By the Court.The judgment of the circuit court is reversed and the cause is remanded.
¶ 42. JON P. WILCOX, J. (dissenting).
Even if Wisconsin Statute § 944.205(2)(a) (1997-98)[1] poses any danger of unconstitutional overbreadth on its face, the statutory language is readily susceptible to curative *104 judicial construction. I therefore would not strike this statute down on grounds of facial overbreadth.
¶ 43. Facial challenges to statutes do not succeed when a limiting construction is available. See Broadrick v. Oklahoma, 413 U.S. 601, 613 (1973). The usual duty of courts is to construe statutes "so as to avoid the statutes' potentially overbroad reach, apply the statute in that case, and leave the statute in place." Osborne v. Ohio, 495 U.S. 103, 119 (1990). Moreover, when a statute regulates conduct and not just speech, "the scope of the statute does not render it unconstitutional unless its overbreadth is not only `real, but substantial as well.'" Id. at 112 (quoting Broadrick, 413 U.S. at 615).
¶ 44. The general rule of standing is that a defendant cannot attack a statute on the ground that it may be unconstitutional as applied to others. See State v. Thiel, 183 Wis. 2d 505, 520, 515 N.W.2d 847 (1994). The overbreadth doctrine properly establishes an exception to this rule, when First Amendment rights are implicated. See id. at 520-21. "In the First Amendment context, we permit defendants to challenge statutes on overbreadth grounds, regardless of whether the individual defendant's conduct is constitutionally protected." Osborne, 495 U.S. at 112 and n.8. However, statutory invalidation under the overbreadth doctrine is "manifestly, strong medicine" that is meant to be employed only as a last resort. See Broadrick, 413 U.S. at 613. Therefore, the court has a duty not to render the entire statute invalid when the language of the statute can be cured by a limiting construction.
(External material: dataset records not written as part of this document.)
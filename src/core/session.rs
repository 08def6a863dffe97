//! Sign-in and account discovery.
//!
//! Interactive sign-in tries the passwordless flow first (biometric unlock or
//! an existing desktop-app session) and falls back to piping the account
//! password on stdin when `op` asks for one. Service-account sign-in uses a
//! token and asks `op` who it is, since that flow returns no account record.

use tracing::{debug, error, info};
use zeroize::Zeroizing;

use crate::core::account::{normalize_url, Account};
use crate::core::client::{Auth, Client};
use crate::core::command::Command;
use crate::core::constants::{
    session_env_var, PASSWORD_PROMPT_PHRASES, SERVICE_ACCOUNT_TOKEN_ENV, SESSION_ENV_PREFIX,
};
use crate::core::decode;
use crate::core::domain::User;
use crate::core::exec::ChildEnv;
use crate::error::{AuthError, DecodeError, Error, Result};

impl Client {
    /// Sign in to an account.
    ///
    /// On success the session token is kept in the client's child
    /// environment as `OP_SESSION_<user_uuid>` and the account is stamped
    /// with the sign-in time.
    ///
    /// # Errors
    ///
    /// Returns `Error::MissingAccount` if the account has no user UUID,
    /// `AuthError::SignInFailed` with the stderr of `op` when sign-in is
    /// refused, or `AuthError::NoSessionToken` if the password flow printed
    /// no token.
    pub fn sign_in(&self, account: Account) -> Result<()> {
        if account.user_uuid.is_empty() {
            return Err(Error::MissingAccount);
        }
        debug!(account = %account.user_uuid, email = %account.email, "signing in to account");

        debug!("attempting passwordless signin");
        let env = self.signin_env();
        let attempt = self.spawn_with_env(
            &Command::signin(&account.user_uuid),
            &env,
            self.signin_timeout(),
        );

        let token = match attempt {
            Ok(stdout) => {
                let token = read_token(stdout)?;
                if token.is_empty() {
                    debug!("passwordless signin printed no token");
                    None
                } else {
                    Some(token)
                }
            }
            Err(Error::Command(e)) if e.timed_out || needs_password(&e.stderr) => {
                debug!(timed_out = e.timed_out, "password authentication required");
                None
            }
            Err(Error::Command(e)) => {
                error!(stderr = %e.stderr.trim(), "signin failed");
                return Err(AuthError::SignInFailed(e.to_string()).into());
            }
            Err(e) => return Err(e),
        };

        let token = match token {
            Some(token) => token,
            None => self.sign_in_with_password(&account, &env)?,
        };

        self.complete_sign_in(account, token);
        Ok(())
    }

    fn sign_in_with_password(
        &self,
        account: &Account,
        env: &ChildEnv,
    ) -> Result<Zeroizing<String>> {
        let password = self.prompt().read_password(account)?;
        let cmd = Command::signin(&account.user_uuid).secret(password);

        let stdout = self
            .spawn_with_env(&cmd, env, self.signin_timeout())
            .map_err(|e| match e {
                Error::Command(e) => {
                    error!(stderr = %e.stderr.trim(), "password signin failed");
                    AuthError::SignInFailed(e.to_string()).into()
                }
                other => other,
            })?;

        let token = read_token(stdout)?;
        if token.is_empty() {
            return Err(AuthError::NoSessionToken.into());
        }
        Ok(token)
    }

    /// Child environment for `op signin`: no service-account token and no
    /// earlier session tokens.
    fn signin_env(&self) -> ChildEnv {
        without_credentials(&self.state().env)
    }

    fn complete_sign_in(&self, mut account: Account, token: Zeroizing<String>) {
        account.set_sign_in_info(token.clone());
        info!(url = %account.url, email = %account.email, "connected to 1Password");

        let mut state = self.state_mut();
        state.env = without_credentials(&state.env);
        state
            .env
            .insert(session_env_var(&account.user_uuid), token);
        state.auth = Auth::Interactive(account);
    }

    /// Sign in with a service-account token.
    ///
    /// The token is handed to child processes as `OP_SERVICE_ACCOUNT_TOKEN`,
    /// then `op user get --me` fills in the account's user UUID and email.
    /// Any interactive session on this client is dropped.
    ///
    /// # Errors
    ///
    /// Returns `AuthError::ServiceAccount` if the self lookup fails; the
    /// client is left unauthenticated.
    pub fn sign_in_with_service_account(&self, token: impl Into<String>) -> Result<()> {
        let token = Zeroizing::new(token.into());
        debug!("signing in with service account token");

        {
            let mut state = self.state_mut();
            state.env.retain(|k, _| !k.starts_with(SESSION_ENV_PREFIX));
            state
                .env
                .insert(SERVICE_ACCOUNT_TOKEN_ENV.to_string(), token.clone());
            state.auth = Auth::ServiceAccount {
                token: token.clone(),
                account: Account::default(),
            };
        }

        let me = self
            .spawn(
                &Command::new(["user", "get", "--me"]).json(),
                self.command_timeout(),
            )
            .and_then(|out| decode::decode_one::<User>(self, &out));

        let mut state = self.state_mut();
        match me {
            Ok(user) => {
                info!(email = %user.email, "connected to 1Password as service account");
                let mut account = Account::with_user_uuid(user.id);
                account.email = user.email;
                state.auth = Auth::ServiceAccount { token, account };
                Ok(())
            }
            Err(e) => {
                error!(error = %e, "service account lookup failed");
                state.env.remove(SERVICE_ACCOUNT_TOKEN_ENV);
                state.auth = Auth::Unauthenticated;
                Err(AuthError::ServiceAccount(e.to_string()).into())
            }
        }
    }

    /// Accounts configured in the CLI (`op account list`).
    ///
    /// Needs no sign-in.
    ///
    /// # Errors
    ///
    /// Returns `AuthError::NoAccounts` if the list is empty.
    pub fn list_accounts(&self) -> Result<Vec<Account>> {
        debug!("retrieving 1Password account details");

        let output = self.spawn(
            &Command::new(["account", "list"]).json(),
            self.command_timeout(),
        )?;
        let accounts: Vec<Account> = decode::decode(&output)?;
        if accounts.is_empty() {
            error!("no 1Password accounts found");
            return Err(AuthError::NoAccounts.into());
        }
        Ok(accounts)
    }

    pub fn account_by_user_uuid(&self, user_uuid: &str) -> Result<Account> {
        self.find_account(user_uuid, |a| a.user_uuid == user_uuid)
    }

    pub fn account_by_account_uuid(&self, account_uuid: &str) -> Result<Account> {
        self.find_account(account_uuid, |a| a.account_uuid == account_uuid)
    }

    pub fn account_by_email(&self, email: &str) -> Result<Account> {
        self.find_account(email, |a| a.email.eq_ignore_ascii_case(email))
    }

    /// Account whose sign-in address matches `url`, ignoring scheme, path
    /// and case.
    ///
    /// # Errors
    ///
    /// Returns `AuthError::MultipleAccounts` if more than one account
    /// matches.
    pub fn account_by_url(&self, url: &str) -> Result<Account> {
        let wanted = normalize_url(url);
        let mut matching: Vec<Account> = self
            .list_accounts()?
            .into_iter()
            .filter(|a| normalize_url(&a.url) == wanted)
            .collect();

        match matching.len() {
            0 => Err(AuthError::AccountNotFound(url.to_string()).into()),
            1 => Ok(matching.remove(0)),
            _ => Err(AuthError::MultipleAccounts(url.to_string()).into()),
        }
    }

    /// Resolve an account by user UUID, email or URL.
    pub fn resolve_account(&self, selector: &str) -> Result<Account> {
        if selector.contains('@') {
            self.account_by_email(selector)
        } else if selector.contains('.') {
            self.account_by_url(selector)
        } else {
            self.account_by_user_uuid(selector)
        }
    }

    fn find_account(&self, label: &str, pred: impl Fn(&Account) -> bool) -> Result<Account> {
        self.list_accounts()?
            .into_iter()
            .find(|a| pred(a))
            .ok_or_else(|| AuthError::AccountNotFound(label.to_string()).into())
    }
}

fn without_credentials(env: &ChildEnv) -> ChildEnv {
    env.iter()
        .filter(|(k, _)| *k != SERVICE_ACCOUNT_TOKEN_ENV && !k.starts_with(SESSION_ENV_PREFIX))
        .map(|(k, v)| (k.clone(), v.clone()))
        .collect()
}

fn needs_password(stderr: &str) -> bool {
    let stderr = stderr.to_lowercase();
    PASSWORD_PROMPT_PHRASES.iter().any(|p| stderr.contains(p))
}

fn read_token(stdout: Vec<u8>) -> Result<Zeroizing<String>> {
    let stdout = Zeroizing::new(stdout);
    let raw = std::str::from_utf8(&stdout).map_err(DecodeError::Utf8)?;
    Ok(Zeroizing::new(raw.trim().to_string()))
}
See Thiel, 183 Wis. 2d at 521.
¶ 45. In a challenge to facial validity, a limiting construction to rehabilitate the statute is permitted when such a reading is "readily available." See State v. *105 Janssen, 219 Wis. 2d 362, 378, 580 N.W.2d 260 (1998). Even when First Amendment rights are concerned, if the statute is "`readily susceptible' to a narrowing construction that would make it constitutional, it will be upheld." See Virginia v. American Booksellers Ass'n, Inc., 484 U.S. 383, 397 (1988)(citations omitted). A narrow construction is the proper way to guard against potential overbreadth in Wis. Stat. § 944.205(2)(a).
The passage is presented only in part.